DATASET ENTRIES =
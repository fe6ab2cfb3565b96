//! Relevance query/result types and the selection service wire format.

use std::collections::HashMap;

use serde::{Deserialize, Serialize};

use super::errors::RelevanceError;

/// Upper bound the selection service accepts for `limit`.
pub const MAX_LIMIT: usize = 50;

/// Upper bound the selection service accepts for `similarity_threshold`.
pub const MAX_THRESHOLD: f32 = 2.0;

// ─── Query / Result ──────────────────────────────────────────────────────────

/// One ranking request. Created per list call.
#[derive(Debug, Clone, PartialEq)]
pub struct RelevanceQuery {
    pub task: String,
    /// Qualified names, in catalog order.
    pub candidates: Vec<String>,
    pub max_results: usize,
    pub score_threshold: f32,
}

/// A capability name and its relevance score.
#[derive(Debug, Clone, PartialEq, Serialize)]
pub struct ScoredCapability {
    pub qualified_name: String,
    pub score: f32,
}

/// Ranked selection, always a subset of the query's candidates.
///
/// Scores in `selected` never increase. Equal scores are not reordered by
/// score; they keep the order the candidates were given in, so the ranking is
/// deterministic but not strictly descending.
#[derive(Debug, Clone, PartialEq, Serialize)]
pub struct RelevanceResult {
    /// Non-increasing by score, ties in candidate order.
    pub selected: Vec<ScoredCapability>,
    pub query: String,
    pub total_candidates: usize,
    pub total_selected: usize,
}

impl RelevanceResult {
    /// Validate and clean up raw `(names, scores)` from a ranking service.
    ///
    /// Drops names outside the candidate set, repeats, scores below the
    /// threshold, and anything past `max_results`. Orders by descending
    /// score, ties by candidate order. Mismatched lengths and non-finite
    /// scores are rejected as malformed.
    pub fn normalize(
        query: &RelevanceQuery,
        names: Vec<String>,
        scores: Vec<f32>,
    ) -> Result<Self, RelevanceError> {
        if names.len() != scores.len() {
            return Err(RelevanceError::Malformed {
                reason: format!(
                    "{} names but {} scores",
                    names.len(),
                    scores.len()
                ),
            });
        }
        if let Some(bad) = scores.iter().find(|s| !s.is_finite()) {
            return Err(RelevanceError::Malformed {
                reason: format!("non-finite score {bad}"),
            });
        }

        let position: HashMap<&str, usize> = query
            .candidates
            .iter()
            .enumerate()
            .map(|(i, name)| (name.as_str(), i))
            .collect();

        let mut seen = std::collections::HashSet::new();
        let mut ranked: Vec<(usize, ScoredCapability)> = Vec::new();
        for (name, score) in names.into_iter().zip(scores) {
            let Some(&pos) = position.get(name.as_str()) else {
                continue;
            };
            if score < query.score_threshold || !seen.insert(pos) {
                continue;
            }
            ranked.push((
                pos,
                ScoredCapability {
                    qualified_name: name,
                    score,
                },
            ));
        }

        ranked.sort_by(|(pa, a), (pb, b)| {
            b.score
                .partial_cmp(&a.score)
                .unwrap_or(std::cmp::Ordering::Equal)
                .then(pa.cmp(pb))
        });
        ranked.truncate(query.max_results);

        let selected: Vec<ScoredCapability> = ranked.into_iter().map(|(_, s)| s).collect();
        Ok(Self {
            total_selected: selected.len(),
            selected,
            query: query.task.clone(),
            total_candidates: query.candidates.len(),
        })
    }

    pub fn names(&self) -> Vec<&str> {
        self.selected
            .iter()
            .map(|s| s.qualified_name.as_str())
            .collect()
    }
}

// ─── Outcome ─────────────────────────────────────────────────────────────────

/// Why the unfiltered catalog was returned.
#[derive(Debug, Clone, Copy, PartialEq, Eq, Serialize)]
#[serde(rename_all = "snake_case")]
pub enum PassThroughReason {
    /// Filtering is turned off in configuration.
    Disabled,
    /// The circuit is open; no call was attempted.
    CircuitOpen,
    /// The cached health probe says the service is down.
    Unhealthy,
    /// The call did not finish within the per-query timeout.
    Timeout,
    /// Network failure or non-success status.
    ServiceError,
    /// The service answered with an unusable payload.
    Malformed,
    /// There was nothing to rank.
    EmptyCatalog,
}

impl PassThroughReason {
    pub fn as_str(self) -> &'static str {
        match self {
            Self::Disabled => "disabled",
            Self::CircuitOpen => "circuit_open",
            Self::Unhealthy => "unhealthy",
            Self::Timeout => "timeout",
            Self::ServiceError => "service_error",
            Self::Malformed => "malformed",
            Self::EmptyCatalog => "empty_catalog",
        }
    }
}

impl std::fmt::Display for PassThroughReason {
    fn fmt(&self, f: &mut std::fmt::Formatter<'_>) -> std::fmt::Result {
        f.write_str(self.as_str())
    }
}

impl From<&RelevanceError> for PassThroughReason {
    fn from(err: &RelevanceError) -> Self {
        match err {
            RelevanceError::Timeout { .. } => Self::Timeout,
            RelevanceError::Malformed { .. } => Self::Malformed,
            RelevanceError::CircuitOpen => Self::CircuitOpen,
            RelevanceError::Http { .. } | RelevanceError::RequestFailed { .. } => {
                Self::ServiceError
            }
        }
    }
}

/// What the relevance client decided for one list call.
#[derive(Debug, Clone, PartialEq)]
pub enum SelectOutcome {
    Selected(RelevanceResult),
    PassThrough(PassThroughReason),
}

// ─── Wire Format ─────────────────────────────────────────────────────────────

/// `POST /select-tools` request body.
#[derive(Debug, Clone, Serialize, Deserialize)]
pub struct SelectToolsRequest {
    pub query: String,
    pub available_tools: Vec<String>,
    pub limit: usize,
    pub similarity_threshold: f32,
}

impl SelectToolsRequest {
    /// Build a request, clamping limits to what the service accepts.
    pub fn from_query(query: &RelevanceQuery) -> Self {
        Self {
            query: query.task.clone(),
            available_tools: query.candidates.clone(),
            limit: query.max_results.clamp(1, MAX_LIMIT),
            similarity_threshold: query.score_threshold.clamp(0.0, MAX_THRESHOLD),
        }
    }
}

/// `POST /select-tools` response body.
#[derive(Debug, Clone, Serialize, Deserialize)]
pub struct SelectToolsResponse {
    pub selected_tools: Vec<String>,
    pub scores: Vec<f32>,
    #[serde(default)]
    pub query: String,
    #[serde(default)]
    pub total_available: usize,
    #[serde(default)]
    pub total_selected: usize,
}

/// `GET /health` response body.
#[derive(Debug, Clone, Serialize, Deserialize)]
pub struct HealthResponse {
    pub status: String,
    #[serde(default)]
    pub retriever_available: bool,
}

impl HealthResponse {
    pub fn is_healthy(&self) -> bool {
        self.status == "healthy" && self.retriever_available
    }
}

REQUIRED ACTION = Copy down the material above exactly as it is.

ANSWER BOX =
repository fe6ab2cfb3565b96
//! Relevance query/result types and the selection service wire format.

use std::collections::HashMap;

use serde::{Deserialize, Serialize};

use super::errors::RelevanceError;

/// Upper bound the selection service accepts for `limit`.
pub const MAX_LIMIT: usize = 50;

/// Upper bound the selection service accepts for `similarity_threshold`.
pub const MAX_THRESHOLD: f32 = 2.0;

// ─── Query / Result ──────────────────────────────────────────────────────────

/// One ranking request. Created per list call.
#[derive(Debug, Clone, PartialEq)]
pub struct RelevanceQuery {
    pub task: String,
    /// Qualified names, in catalog order.
    pub candidates: Vec<String>,
    pub max_results: usize,
    pub score_threshold: f32,
}

/// A capability name and its relevance score.
#[derive(Debug, Clone, PartialEq, Serialize)]
pub struct ScoredCapability {
    pub qualified_name: String,
    pub score: f32,
}

/// Ranked selection, always a subset of the query's candidates.
///
/// Scores in `selected` never increase. Equal scores are not reordered by
/// score; they keep the order the candidates were given in, so the ranking is
/// deterministic but not strictly descending.
#[derive(Debug, Clone, PartialEq, Serialize)]
pub struct RelevanceResult {
    /// Non-increasing by score, ties in candidate order.
    pub selected: Vec<ScoredCapability>,
    pub query: String,
    pub total_candidates: usize,
    pub total_selected: usize,
}

impl RelevanceResult {
    /// Validate and clean up raw `(names, scores)` from a ranking service.
    ///
    /// Drops names outside the candidate set, repeats, scores below the
    /// threshold, and anything past `max_results`. Orders by descending
    /// score, ties by candidate order. Mismatched lengths and non-finite
    /// scores are rejected as malformed.
    pub fn normalize(
        query: &RelevanceQuery,
        names: Vec<String>,
        scores: Vec<f32>,
    ) -> Result<Self, RelevanceError> {
        if names.len() != scores.len() {
            return Err(RelevanceError::Malformed {
                reason: format!(
                    "{} names but {} scores",
                    names.len(),
                    scores.len()
                ),
            });
        }
        if let Some(bad) = scores.iter().find(|s| !s.is_finite()) {
            return Err(RelevanceError::Malformed {
                reason: format!("non-finite score {bad}"),
            });
        }

        let position: HashMap<&str, usize> = query
            .candidates
            .iter()
            .enumerate()
            .map(|(i, name)| (name.as_str(), i))
            .collect();

        let mut seen = std::collections::HashSet::new();
        let mut ranked: Vec<(usize, ScoredCapability)> = Vec::new();
        for (name, score) in names.into_iter().zip(scores) {
            let Some(&pos) = position.get(name.as_str()) else {
                continue;
            };
            if score < query.score_threshold || !seen.insert(pos) {
                continue;
            }
            ranked.push((
                pos,
                ScoredCapability {
                    qualified_name: name,
                    score,
                },
            ));
        }

        ranked.sort_by(|(pa, a), (pb, b)| {
            b.score
                .partial_cmp(&a.score)
                .unwrap_or(std::cmp::Ordering::Equal)
                .then(pa.cmp(pb))
        });
        ranked.truncate(query.max_results);

        let selected: Vec<ScoredCapability> = ranked.into_iter().map(|(_, s)| s).collect();
        Ok(Self {
            total_selected: selected.len(),
            selected,
            query: query.task.clone(),
            total_candidates: query.candidates.len(),
        })
    }

    pub fn names(&self) -> Vec<&str> {
        self.selected
            .iter()
            .map(|s| s.qualified_name.as_str())
            .collect()
    }
}

// ─── Outcome ─────────────────────────────────────────────────────────────────

/// Why the unfiltered catalog was returned.
#[derive(Debug, Clone, Copy, PartialEq, Eq, Serialize)]
#[serde(rename_all = "snake_case")]
pub enum PassThroughReason {
    /// Filtering is turned off in configuration.
    Disabled,
    /// The circuit is open; no call was attempted.
    CircuitOpen,
    /// The cached health probe says the service is down.
    Unhealthy,
    /// The call did not finish within the per-query timeout.
    Timeout,
    /// Network failure or non-success status.
    ServiceError,
    /// The service answered with an unusable payload.
    Malformed,
    /// There was nothing to rank.
    EmptyCatalog,
}

impl PassThroughReason {
    pub fn as_str(self) -> &'static str {
        match self {
            Self::Disabled => "disabled",
            Self::CircuitOpen => "circuit_open",
            Self::Unhealthy => "unhealthy",
            Self::Timeout => "timeout",
            Self::ServiceError => "service_error",
            Self::Malformed => "malformed",
            Self::EmptyCatalog => "empty_catalog",
        }
    }
}

impl std::fmt::Display for PassThroughReason {
    fn fmt(&self, f: &mut std::fmt::Formatter<'_>) -> std::fmt::Result {
        f.write_str(self.as_str())
    }
}

impl From<&RelevanceError> for PassThroughReason {
    fn from(err: &RelevanceError) -> Self {
        match err {
            RelevanceError::Timeout { .. } => Self::Timeout,
            RelevanceError::Malformed { .. } => Self::Malformed,
            RelevanceError::CircuitOpen => Self::CircuitOpen,
            RelevanceError::Http { .. } | RelevanceError::RequestFailed { .. } => {
                Self::ServiceError
            }
        }
    }
}

/// What the relevance client decided for one list call.
#[derive(Debug, Clone, PartialEq)]
pub enum SelectOutcome {
    Selected(RelevanceResult),
    PassThrough(PassThroughReason),
}

// ─── Wire Format ─────────────────────────────────────────────────────────────

/// `POST /select-tools` request body.
#[derive(Debug, Clone, Serialize, Deserialize)]
pub struct SelectToolsRequest {
    pub query: String,
    pub available_tools: Vec<String>,
    pub limit: usize,
    pub similarity_threshold: f32,
}

impl SelectToolsRequest {
    /// Build a request, clamping limits to what the service accepts.
    pub fn from_query(query: &RelevanceQuery) -> Self {
        Self {
            query: query.task.clone(),
            available_tools: query.candidates.clone(),
            limit: query.max_results.clamp(1, MAX_LIMIT),
            similarity_threshold: query.score_threshold.clamp(0.0, MAX_THRESHOLD),
        }
    }
}

/// `POST /select-tools` response body.
#[derive(Debug, Clone, Serialize, Deserialize)]
pub struct SelectToolsResponse {
    pub selected_tools: Vec<String>,
    pub scores: Vec<f32>,
    #[serde(default)]
    pub query: String,
    #[serde(default)]
    pub total_available: usize,
    #[serde(default)]
    pub total_selected: usize,
}

/// `GET /health` response body.
#[derive(Debug, Clone, Serialize, Deserialize)]
pub struct HealthResponse {
    pub status: String,
    #[serde(default)]
    pub retriever_available: bool,
}

impl HealthResponse {
    pub fn is_healthy(&self) -> bool {
        self.status == "healthy" && self.retriever_available
    }
}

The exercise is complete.